§ Exercise goal: Number of lines with "ConfigError" in the listing: report it, and nothing else.
+ + + + + + +
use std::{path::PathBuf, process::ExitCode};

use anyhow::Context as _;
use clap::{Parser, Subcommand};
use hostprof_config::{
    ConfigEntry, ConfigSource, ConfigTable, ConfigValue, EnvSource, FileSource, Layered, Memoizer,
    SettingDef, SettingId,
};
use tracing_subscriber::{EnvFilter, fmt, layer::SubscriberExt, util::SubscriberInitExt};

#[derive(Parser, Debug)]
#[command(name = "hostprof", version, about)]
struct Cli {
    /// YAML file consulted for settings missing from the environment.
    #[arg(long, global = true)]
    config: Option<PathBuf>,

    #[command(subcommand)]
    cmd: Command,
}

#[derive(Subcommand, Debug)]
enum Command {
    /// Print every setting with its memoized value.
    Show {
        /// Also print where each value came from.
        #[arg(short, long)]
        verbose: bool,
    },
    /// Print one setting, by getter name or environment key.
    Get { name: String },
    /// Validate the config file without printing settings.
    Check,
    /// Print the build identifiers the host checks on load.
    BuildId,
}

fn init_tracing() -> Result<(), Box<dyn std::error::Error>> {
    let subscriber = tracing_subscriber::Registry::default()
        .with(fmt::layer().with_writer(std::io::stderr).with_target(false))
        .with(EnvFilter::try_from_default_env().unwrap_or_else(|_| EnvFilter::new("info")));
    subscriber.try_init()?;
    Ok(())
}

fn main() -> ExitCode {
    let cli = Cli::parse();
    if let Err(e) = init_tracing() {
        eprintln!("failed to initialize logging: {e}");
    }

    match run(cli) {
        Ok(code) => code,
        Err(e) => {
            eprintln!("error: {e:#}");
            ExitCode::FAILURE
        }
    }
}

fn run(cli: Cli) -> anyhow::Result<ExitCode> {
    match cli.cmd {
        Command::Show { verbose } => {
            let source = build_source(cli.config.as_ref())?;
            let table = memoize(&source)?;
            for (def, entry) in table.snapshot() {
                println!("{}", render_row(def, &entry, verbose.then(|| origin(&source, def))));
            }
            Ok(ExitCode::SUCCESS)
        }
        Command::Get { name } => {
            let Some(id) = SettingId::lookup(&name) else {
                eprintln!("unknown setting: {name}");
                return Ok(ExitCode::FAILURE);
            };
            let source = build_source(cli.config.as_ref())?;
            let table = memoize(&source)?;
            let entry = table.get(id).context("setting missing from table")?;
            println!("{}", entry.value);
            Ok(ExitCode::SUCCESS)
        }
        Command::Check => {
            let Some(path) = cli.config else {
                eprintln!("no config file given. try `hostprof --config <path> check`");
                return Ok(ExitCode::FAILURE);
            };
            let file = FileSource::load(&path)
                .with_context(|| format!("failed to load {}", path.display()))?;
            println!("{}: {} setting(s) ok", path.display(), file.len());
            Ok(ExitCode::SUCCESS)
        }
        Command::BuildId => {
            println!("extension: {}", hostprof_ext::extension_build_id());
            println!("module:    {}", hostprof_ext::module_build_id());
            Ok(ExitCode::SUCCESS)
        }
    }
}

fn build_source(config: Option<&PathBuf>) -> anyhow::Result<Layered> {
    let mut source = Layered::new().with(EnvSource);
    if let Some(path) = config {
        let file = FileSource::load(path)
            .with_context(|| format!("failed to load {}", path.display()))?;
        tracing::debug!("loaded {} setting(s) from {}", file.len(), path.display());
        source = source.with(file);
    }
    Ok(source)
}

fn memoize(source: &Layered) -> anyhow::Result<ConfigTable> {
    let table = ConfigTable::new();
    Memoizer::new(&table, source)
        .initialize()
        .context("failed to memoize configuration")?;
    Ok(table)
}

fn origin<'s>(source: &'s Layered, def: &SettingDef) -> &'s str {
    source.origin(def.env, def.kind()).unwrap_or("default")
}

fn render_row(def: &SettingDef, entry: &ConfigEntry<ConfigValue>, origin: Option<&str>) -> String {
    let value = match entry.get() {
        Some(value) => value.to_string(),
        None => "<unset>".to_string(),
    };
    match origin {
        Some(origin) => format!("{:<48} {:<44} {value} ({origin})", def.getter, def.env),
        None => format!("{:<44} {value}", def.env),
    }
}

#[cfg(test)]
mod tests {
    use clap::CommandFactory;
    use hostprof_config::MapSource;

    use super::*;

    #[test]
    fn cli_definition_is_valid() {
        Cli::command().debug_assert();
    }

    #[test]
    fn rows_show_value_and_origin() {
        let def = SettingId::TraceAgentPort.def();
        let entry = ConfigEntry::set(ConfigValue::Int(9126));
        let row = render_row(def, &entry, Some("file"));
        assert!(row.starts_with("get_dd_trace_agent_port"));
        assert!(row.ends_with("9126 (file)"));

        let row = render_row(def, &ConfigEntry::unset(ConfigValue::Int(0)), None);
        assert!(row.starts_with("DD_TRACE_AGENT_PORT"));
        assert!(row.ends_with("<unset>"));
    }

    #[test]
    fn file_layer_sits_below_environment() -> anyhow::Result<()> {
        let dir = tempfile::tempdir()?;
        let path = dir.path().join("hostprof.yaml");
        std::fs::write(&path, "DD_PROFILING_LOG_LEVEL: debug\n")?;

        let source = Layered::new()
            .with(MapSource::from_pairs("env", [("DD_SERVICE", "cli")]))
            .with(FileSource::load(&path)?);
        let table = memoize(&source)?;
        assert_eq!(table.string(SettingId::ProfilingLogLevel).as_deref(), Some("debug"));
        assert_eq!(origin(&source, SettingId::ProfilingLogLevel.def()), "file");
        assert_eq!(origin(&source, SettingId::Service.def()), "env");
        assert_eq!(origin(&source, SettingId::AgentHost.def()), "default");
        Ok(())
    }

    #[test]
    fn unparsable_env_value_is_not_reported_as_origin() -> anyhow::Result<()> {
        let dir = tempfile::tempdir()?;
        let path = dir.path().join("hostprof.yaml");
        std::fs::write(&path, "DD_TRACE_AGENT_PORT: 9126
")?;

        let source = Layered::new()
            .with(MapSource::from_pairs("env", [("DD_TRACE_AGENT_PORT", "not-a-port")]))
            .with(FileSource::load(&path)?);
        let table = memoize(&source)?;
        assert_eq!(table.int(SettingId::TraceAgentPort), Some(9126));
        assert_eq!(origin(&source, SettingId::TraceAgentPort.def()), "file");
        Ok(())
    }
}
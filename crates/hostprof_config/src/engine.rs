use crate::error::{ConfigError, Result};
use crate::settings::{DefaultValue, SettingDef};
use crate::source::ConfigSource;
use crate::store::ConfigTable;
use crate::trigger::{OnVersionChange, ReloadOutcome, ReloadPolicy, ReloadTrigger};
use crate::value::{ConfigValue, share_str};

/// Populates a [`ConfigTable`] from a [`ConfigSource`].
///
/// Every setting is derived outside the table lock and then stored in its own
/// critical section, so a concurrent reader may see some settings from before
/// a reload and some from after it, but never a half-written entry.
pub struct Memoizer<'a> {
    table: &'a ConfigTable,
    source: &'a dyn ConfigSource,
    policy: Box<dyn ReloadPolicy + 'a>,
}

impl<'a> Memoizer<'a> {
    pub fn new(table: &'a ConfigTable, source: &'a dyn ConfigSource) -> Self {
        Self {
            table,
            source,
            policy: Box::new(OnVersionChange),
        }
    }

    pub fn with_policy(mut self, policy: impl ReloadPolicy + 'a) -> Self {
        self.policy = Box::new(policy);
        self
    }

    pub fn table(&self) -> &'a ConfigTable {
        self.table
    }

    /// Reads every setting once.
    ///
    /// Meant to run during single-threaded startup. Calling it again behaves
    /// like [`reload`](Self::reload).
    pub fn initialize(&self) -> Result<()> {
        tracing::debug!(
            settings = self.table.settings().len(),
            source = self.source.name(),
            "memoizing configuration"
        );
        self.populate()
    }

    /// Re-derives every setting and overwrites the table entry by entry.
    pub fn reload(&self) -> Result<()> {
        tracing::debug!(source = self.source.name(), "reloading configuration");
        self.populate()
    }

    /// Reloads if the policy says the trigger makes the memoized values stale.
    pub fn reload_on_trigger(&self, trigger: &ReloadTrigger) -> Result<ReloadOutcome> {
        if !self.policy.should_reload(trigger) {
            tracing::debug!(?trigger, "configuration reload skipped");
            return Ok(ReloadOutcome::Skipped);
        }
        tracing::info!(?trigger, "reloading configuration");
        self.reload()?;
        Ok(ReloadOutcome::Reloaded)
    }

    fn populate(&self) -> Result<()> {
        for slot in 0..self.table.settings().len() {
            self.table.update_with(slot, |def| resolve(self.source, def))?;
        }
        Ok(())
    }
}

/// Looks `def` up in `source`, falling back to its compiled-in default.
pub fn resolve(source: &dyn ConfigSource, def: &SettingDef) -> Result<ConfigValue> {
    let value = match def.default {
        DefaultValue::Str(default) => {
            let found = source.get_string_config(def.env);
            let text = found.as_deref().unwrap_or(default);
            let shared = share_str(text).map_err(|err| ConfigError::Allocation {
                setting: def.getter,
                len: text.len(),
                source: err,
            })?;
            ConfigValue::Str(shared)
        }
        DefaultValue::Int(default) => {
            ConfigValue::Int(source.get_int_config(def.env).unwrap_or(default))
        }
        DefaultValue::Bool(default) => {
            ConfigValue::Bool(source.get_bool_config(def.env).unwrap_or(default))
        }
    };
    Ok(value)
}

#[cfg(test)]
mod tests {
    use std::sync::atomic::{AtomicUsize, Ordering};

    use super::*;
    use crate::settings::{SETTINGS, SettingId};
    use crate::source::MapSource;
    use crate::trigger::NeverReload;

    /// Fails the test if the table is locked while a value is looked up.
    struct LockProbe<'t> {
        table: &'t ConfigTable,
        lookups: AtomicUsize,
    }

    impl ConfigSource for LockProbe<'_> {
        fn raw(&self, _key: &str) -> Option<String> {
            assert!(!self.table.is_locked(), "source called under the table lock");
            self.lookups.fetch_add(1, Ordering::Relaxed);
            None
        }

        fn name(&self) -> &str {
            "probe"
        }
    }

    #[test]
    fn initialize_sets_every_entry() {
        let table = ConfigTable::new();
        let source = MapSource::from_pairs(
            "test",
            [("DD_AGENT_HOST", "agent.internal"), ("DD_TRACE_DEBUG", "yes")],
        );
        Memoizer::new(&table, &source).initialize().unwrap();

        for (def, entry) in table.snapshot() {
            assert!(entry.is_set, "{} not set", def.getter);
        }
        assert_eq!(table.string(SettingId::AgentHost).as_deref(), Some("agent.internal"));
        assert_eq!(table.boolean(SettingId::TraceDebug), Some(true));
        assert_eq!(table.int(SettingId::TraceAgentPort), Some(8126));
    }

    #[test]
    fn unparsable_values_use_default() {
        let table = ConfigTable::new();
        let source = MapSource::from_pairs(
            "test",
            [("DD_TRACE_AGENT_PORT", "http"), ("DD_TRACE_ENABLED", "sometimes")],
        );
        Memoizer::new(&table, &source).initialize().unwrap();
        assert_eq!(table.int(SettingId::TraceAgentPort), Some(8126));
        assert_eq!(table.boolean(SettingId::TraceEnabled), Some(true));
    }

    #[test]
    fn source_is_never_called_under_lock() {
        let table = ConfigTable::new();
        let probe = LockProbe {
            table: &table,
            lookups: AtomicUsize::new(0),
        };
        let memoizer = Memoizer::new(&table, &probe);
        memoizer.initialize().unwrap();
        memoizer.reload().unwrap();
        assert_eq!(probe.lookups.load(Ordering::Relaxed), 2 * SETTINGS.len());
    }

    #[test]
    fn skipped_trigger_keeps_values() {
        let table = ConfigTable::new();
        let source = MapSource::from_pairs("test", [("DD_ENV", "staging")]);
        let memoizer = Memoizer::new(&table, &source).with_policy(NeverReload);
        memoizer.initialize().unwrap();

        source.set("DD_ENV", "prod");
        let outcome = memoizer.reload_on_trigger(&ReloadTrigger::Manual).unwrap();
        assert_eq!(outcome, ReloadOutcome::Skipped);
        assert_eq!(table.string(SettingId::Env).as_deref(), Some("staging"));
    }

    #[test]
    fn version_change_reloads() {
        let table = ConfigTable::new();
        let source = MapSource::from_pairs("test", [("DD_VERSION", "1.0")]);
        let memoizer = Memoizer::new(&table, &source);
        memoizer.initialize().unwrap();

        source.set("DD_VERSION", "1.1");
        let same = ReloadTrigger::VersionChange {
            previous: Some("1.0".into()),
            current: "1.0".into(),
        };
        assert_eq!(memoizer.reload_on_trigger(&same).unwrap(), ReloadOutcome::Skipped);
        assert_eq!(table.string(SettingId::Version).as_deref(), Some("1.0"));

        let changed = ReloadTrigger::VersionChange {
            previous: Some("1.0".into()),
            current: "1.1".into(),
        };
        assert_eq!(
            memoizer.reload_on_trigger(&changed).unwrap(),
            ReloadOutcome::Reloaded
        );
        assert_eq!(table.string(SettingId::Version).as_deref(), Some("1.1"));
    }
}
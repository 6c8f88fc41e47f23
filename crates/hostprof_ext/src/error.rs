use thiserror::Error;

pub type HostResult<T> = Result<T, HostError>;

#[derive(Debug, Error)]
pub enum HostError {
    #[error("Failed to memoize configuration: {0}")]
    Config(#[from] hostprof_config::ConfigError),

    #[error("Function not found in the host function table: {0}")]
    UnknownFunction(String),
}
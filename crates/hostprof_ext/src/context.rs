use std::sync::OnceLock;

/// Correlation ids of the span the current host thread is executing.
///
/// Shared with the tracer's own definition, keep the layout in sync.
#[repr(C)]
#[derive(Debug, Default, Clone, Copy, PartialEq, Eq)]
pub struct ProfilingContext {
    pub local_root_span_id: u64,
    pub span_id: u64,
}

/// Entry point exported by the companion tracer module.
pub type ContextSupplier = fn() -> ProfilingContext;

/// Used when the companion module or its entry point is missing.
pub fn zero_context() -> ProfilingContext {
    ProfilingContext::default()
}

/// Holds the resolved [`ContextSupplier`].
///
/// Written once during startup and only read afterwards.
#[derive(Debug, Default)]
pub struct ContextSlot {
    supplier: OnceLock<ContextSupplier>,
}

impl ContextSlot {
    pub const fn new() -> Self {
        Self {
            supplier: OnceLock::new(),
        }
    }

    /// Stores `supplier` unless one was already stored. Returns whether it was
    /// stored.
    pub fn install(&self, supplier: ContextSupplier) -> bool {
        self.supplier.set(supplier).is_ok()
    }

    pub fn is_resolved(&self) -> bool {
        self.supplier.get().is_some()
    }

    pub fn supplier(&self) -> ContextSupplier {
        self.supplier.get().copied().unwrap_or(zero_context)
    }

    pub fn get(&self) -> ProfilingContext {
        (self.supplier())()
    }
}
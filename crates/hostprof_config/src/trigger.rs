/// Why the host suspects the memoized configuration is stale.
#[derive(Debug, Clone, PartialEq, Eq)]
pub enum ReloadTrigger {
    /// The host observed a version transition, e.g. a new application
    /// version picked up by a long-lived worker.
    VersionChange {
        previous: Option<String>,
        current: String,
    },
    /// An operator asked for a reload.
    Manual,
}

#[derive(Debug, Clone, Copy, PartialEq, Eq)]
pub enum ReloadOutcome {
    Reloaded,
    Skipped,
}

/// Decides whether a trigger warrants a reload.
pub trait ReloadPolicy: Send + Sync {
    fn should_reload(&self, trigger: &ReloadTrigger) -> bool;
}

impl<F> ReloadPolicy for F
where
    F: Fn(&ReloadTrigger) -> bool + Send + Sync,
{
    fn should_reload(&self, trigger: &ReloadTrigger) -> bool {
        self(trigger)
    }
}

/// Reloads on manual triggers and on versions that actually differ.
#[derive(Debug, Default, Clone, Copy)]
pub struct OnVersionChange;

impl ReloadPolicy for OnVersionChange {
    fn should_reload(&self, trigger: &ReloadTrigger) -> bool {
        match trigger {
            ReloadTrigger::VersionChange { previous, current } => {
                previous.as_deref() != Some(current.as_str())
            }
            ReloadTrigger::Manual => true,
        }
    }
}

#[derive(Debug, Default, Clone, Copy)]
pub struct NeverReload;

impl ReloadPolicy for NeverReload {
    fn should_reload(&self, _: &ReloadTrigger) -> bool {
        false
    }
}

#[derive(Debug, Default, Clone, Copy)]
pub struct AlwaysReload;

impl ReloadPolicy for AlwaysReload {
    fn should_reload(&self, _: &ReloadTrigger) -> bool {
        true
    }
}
+ + + + + + +
§ Response below: 3